I noticed a weird pattern in the reminders pipeline: the same work would go quiet for a while, then show up again later—like a sticky note that fell behind the desk and got kicked back out.
Nothing was actually disappearing. The work was getting claimed and then never unclaimed because a worker died at the wrong moment.
This is Part 6 of my series How to Architect an Enterprise AI System (And Why the Engineer Still Matters). Part 5 (Feature Flags as Guardrails) was about preventing unsafe behavior from ever shipping. This part is the opposite kind of guardrail: the one you build when you want concurrency, retries, and recovery to be boringly deterministic.

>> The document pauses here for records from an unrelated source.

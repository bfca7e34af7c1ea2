//! Perl tooling via cpanm local::lib installs.

use std::path::PathBuf;
use std::sync::Arc;

use anyhow::{bail, Result};
use async_trait::async_trait;
use serde_json::{json, Value};

use super::spec::slugify;
use super::strategy::{
    load_json, make_executable, prepend_path_environment, project_binary, write_json,
    RuntimeContext, RuntimeStrategy,
};
use super::versioning::VersionResolver;
use super::{CommandSource, PreparedCommand};
use crate::execute::process::{CommandOptions, CommandRunner};

pub struct PerlStrategy {
    versions: Arc<VersionResolver>,
    runner: Arc<dyn CommandRunner>,
}

impl PerlStrategy {
    pub fn new(versions: Arc<VersionResolver>, runner: Arc<dyn CommandRunner>) -> Self {
        Self { versions, runner }
    }

    async fn ensure_local_tool(&self, ctx: &RuntimeContext) -> Result<PathBuf> {
        let requirement = ctx
            .tool
            .package
            .clone()
            .unwrap_or_else(|| ctx.tool.name.clone());
        let slug = slugify(&requirement);
        let paths = ctx.layout.perl();
        let prefix = paths.cache_dir.join(&slug);
        let meta_file = paths.meta_dir.join(format!("{slug}.json"));
        let binary = paths.bin_dir.join(ctx.binary_name());

        if binary.exists() && meta_file.exists() {
            if let Some(meta) = load_json(&meta_file) {
                if meta.get("requirement").and_then(Value::as_str) == Some(requirement.as_str()) {
                    return Ok(binary);
                }
            }
        }

        std::fs::create_dir_all(&prefix)?;
        std::fs::create_dir_all(&paths.meta_dir)?;
        std::fs::create_dir_all(&paths.bin_dir)?;

        let argv = vec![
            "cpanm".to_string(),
            "--notest".to_string(),
            "--reinstall".to_string(),
            "--local-lib-contained".to_string(),
            prefix.to_string_lossy().into_owned(),
            requirement.clone(),
        ];
        let output = self.runner.run(&argv, &CommandOptions::default()).await?;
        if output.returncode != 0 {
            bail!(
                "cpanm install failed for '{}': {}",
                ctx.tool.name,
                output.stderr.trim()
            );
        }

        let target = prefix.join("bin").join(ctx.binary_name());
        if !target.exists() {
            bail!("failed to install perl tool '{}'", ctx.tool.name);
        }
        let _ = std::fs::copy(&target, &binary)?;
        make_executable(&binary)?;
        write_json(&meta_file, &json!({ "requirement": requirement }))?;
        Ok(binary)
    }

    fn perl_env(ctx: &RuntimeContext) -> std::collections::BTreeMap<String, String> {
        prepend_path_environment(&ctx.layout.perl().bin_dir, &ctx.root, &[])
    }
}

#[async_trait]
impl RuntimeStrategy for PerlStrategy {
    fn versions(&self) -> &VersionResolver {
        &self.versions
    }

    async fn try_project(&self, ctx: &RuntimeContext) -> Result<Option<PreparedCommand>> {
        let Some(mut prepared) = project_binary(ctx, "bin") else {
            return Ok(None);
        };
        let env = Self::perl_env(ctx);
        if let Some(command) = &ctx.tool.version_command {
            prepared.version = self.versions.capture(command, Some(&env)).await;
        }
        prepared.env = env;
        Ok(Some(prepared))
    }

    async fn prepare_local(&self, ctx: &RuntimeContext) -> Result<PreparedCommand> {
        let binary = self.ensure_local_tool(ctx).await?;
        let mut cmd = ctx.command_list();
        if cmd.is_empty() {
            bail!("empty command for perl tool '{}'", ctx.tool.name);
        }
        cmd[0] = binary.to_string_lossy().into_owned();
        let env = Self::perl_env(ctx);
        let mut version = None;
        if let Some(command) = &ctx.tool.version_command {
            version = self.versions.capture(command, Some(&env)).await;
        }
        Ok(PreparedCommand {
            cmd,
            env,
            version,
            source: CommandSource::Local,
        })
    }
}
//! Content-addressed result cache.
//!
//! Keys fingerprint everything that can change a tool's outcome: the
//! prepared argv, environment overrides, input file identity, and the
//! tool-relevant configuration subset. Entries are JSON files sharded by
//! key prefix. Cache trouble is never fatal: read errors degrade to
//! misses and write errors are dropped.

use std::collections::{BTreeMap, HashMap};
use std::future::Future;
use std::path::{Path, PathBuf};
use std::sync::Arc;
use std::time::UNIX_EPOCH;

use serde::Serialize;
use sha2::{Digest, Sha256};
use tokio::sync::Mutex;
use tracing::{debug, warn};

use crate::outcome::ToolOutcome;

/// Identity of one input file as seen by the fingerprint.
#[derive(Debug, Clone, Serialize)]
pub struct FileStamp {
    pub path: String,
    pub size: u64,
    pub mtime_ns: u128,
    #[serde(skip_serializing_if = "Option::is_none")]
    pub content_hash: Option<String>,
}

/// Stamp the input files, hashing contents instead of stat data in
/// strict mode. Missing files stamp as zeroes so deletion still changes
/// the key.
pub fn stamp_files(paths: &[PathBuf], strict: bool) -> Vec<FileStamp> {
    paths
        .iter()
        .map(|path| {
            let display = path.to_string_lossy().into_owned();
            if strict {
                let content_hash = std::fs::read(path)
                    .map(|bytes| format!("{:x}", Sha256::digest(&bytes)))
                    .ok();
                return FileStamp {
                    path: display,
                    size: 0,
                    mtime_ns: 0,
                    content_hash,
                };
            }
            let metadata = std::fs::metadata(path).ok();
            let size = metadata.as_ref().map(|m| m.len()).unwrap_or(0);
            let mtime_ns = metadata
                .and_then(|m| m.modified().ok())
                .and_then(|t| t.duration_since(UNIX_EPOCH).ok())
                .map(|d| d.as_nanos())
                .unwrap_or(0);
            FileStamp {
                path: display,
                size,
                mtime_ns,
                content_hash: None,
            }
        })
        .collect()
}

#[derive(Serialize)]
struct FingerprintInput<'a> {
    tool: &'a str,
    action: &'a str,
    argv: &'a [String],
    env: &'a BTreeMap<String, String>,
    files: &'a [FileStamp],
    settings: &'a serde_json::Value,
}

/// Stable hex fingerprint over a tool action's effective inputs. Map
/// entries are sorted by construction (`BTreeMap`, sorted JSON).
pub fn fingerprint(
    tool: &str,
    action: &str,
    argv: &[String],
    env: &BTreeMap<String, String>,
    files: &[FileStamp],
    settings: &serde_json::Value,
) -> String {
    let input = FingerprintInput {
        tool,
        action,
        argv,
        env,
        files,
        settings,
    };
    let payload = serde_json::to_vec(&input).unwrap_or_default();
    format!("{:x}", Sha256::digest(&payload))
}

/// Disk-backed outcome cache with at most one concurrent producer per
/// key.
pub struct ResultCache {
    dir: PathBuf,
    /// In-flight single-flight locks; entries are pruned once the last
    /// requester for a key releases its guard, so the map stays bounded
    /// by concurrent requests rather than distinct keys ever seen.
    locks: Mutex<HashMap<String, Arc<Mutex<()>>>>,
}

impl std::fmt::Debug for ResultCache {
    fn fmt(&self, f: &mut std::fmt::Formatter<'_>) -> std::fmt::Result {
        f.debug_struct("ResultCache").field("dir", &self.dir).finish()
    }
}

impl ResultCache {
    pub fn new(cache_dir: &Path) -> Self {
        Self {
            dir: cache_dir.join("results"),
            locks: Mutex::new(HashMap::new()),
        }
    }

    /// Return the cached outcome for `key`, or run `build` and store its
    /// result. Concurrent callers with the same key block on the
    /// in-flight build and observe its result.
    pub async fn get_or_build<F, Fut>(&self, key: &str, build: F) -> ToolOutcome
    where
        F: FnOnce() -> Fut,
        Fut: Future<Output = ToolOutcome>,
    {
        let lock = self.key_lock(key).await;
        let outcome = {
            let _guard = lock.lock().await;
            match self.read(key) {
                Some(mut outcome) => {
                    outcome.cached = true;
                    outcome
                }
                None => {
                    let outcome = build().await;
                    self.write(key, &outcome);
                    outcome
                }
            }
        };
        self.release_key_lock(key, &lock).await;
        outcome
    }

    async fn key_lock(&self, key: &str) -> Arc<Mutex<()>> {
        let mut locks = self.locks.lock().await;
        locks
            .entry(key.to_string())
            .or_insert_with(|| Arc::new(Mutex::new(())))
            .clone()
    }

    /// Drop the key's lock entry when nobody else holds it. Waiting
    /// requesters cloned the `Arc` under the map lock before blocking,
    /// so a strong count above two means the entry must stay.
    async fn release_key_lock(&self, key: &str, lock: &Arc<Mutex<()>>) {
        let mut locks = self.locks.lock().await;
        if Arc::strong_count(lock) <= 2 {
            let _ = locks.remove(key);
        }
    }

    fn entry_path(&self, key: &str) -> PathBuf {
        let shard = key.get(..2).unwrap_or("00");
        self.dir.join(shard).join(format!("{key}.json"))
    }

    fn read(&self, key: &str) -> Option<ToolOutcome> {
        let path = self.entry_path(key);
        let text = std::fs::read_to_string(&path).ok()?;
        match serde_json::from_str(&text) {
            Ok(outcome) => Some(outcome),
            Err(err) => {
                debug!("discarding unreadable cache entry {}: {err}", path.display());
                None
            }
        }
    }

    fn write(&self, key: &str, outcome: &ToolOutcome) {
        let path = self.entry_path(key);
        let result = (|| -> std::io::Result<()> {
            if let Some(parent) = path.parent() {
                std::fs::create_dir_all(parent)?;
            }
            let payload = serde_json::to_string(outcome)
                .map_err(|err| std::io::Error::other(err.to_string()))?;
            std::fs::write(&path, payload)
        })();
        if let Err(err) = result {
            warn!("dropping cache write for {}: {err}", path.display());
        }
    }
}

The key insight (and the bug it prevents)
For a large class of workloads, I do not treat a queue as a separate infrastructure primitive. I treat it as a table with state, and I let PostgreSQL enforce the one thing distributed workers are worst at enforcing themselves:
- Only one worker can own a unit of work at a time
That sounds obvious until you run multiple workers and hit the classic failure mode:
- Worker A fetches next job
- Worker B fetches the same next job
- Both do side effects
- You now have duplicate sends, double writes, or a corrupted lifecycle
The concurrency primitive that eliminates that entire class of bug is:
SELECT ... FOR UPDATE SKIP LOCKED
This is not a vague notion of locking. It is specific behavior with teeth: if another worker already holds the row lock, Postgres skips the row and lets you claim something else.
So instead of building a coordination system out of timeouts and hope, I let the database do what it already does well: transactional exclusion with first-class observability.
The worker state machine I actually run
I model work as a state machine stored in SQL.
When people hear that, they often assume I built a big framework. I didn’t. I built a few columns that make ownership, time, and failure explicit.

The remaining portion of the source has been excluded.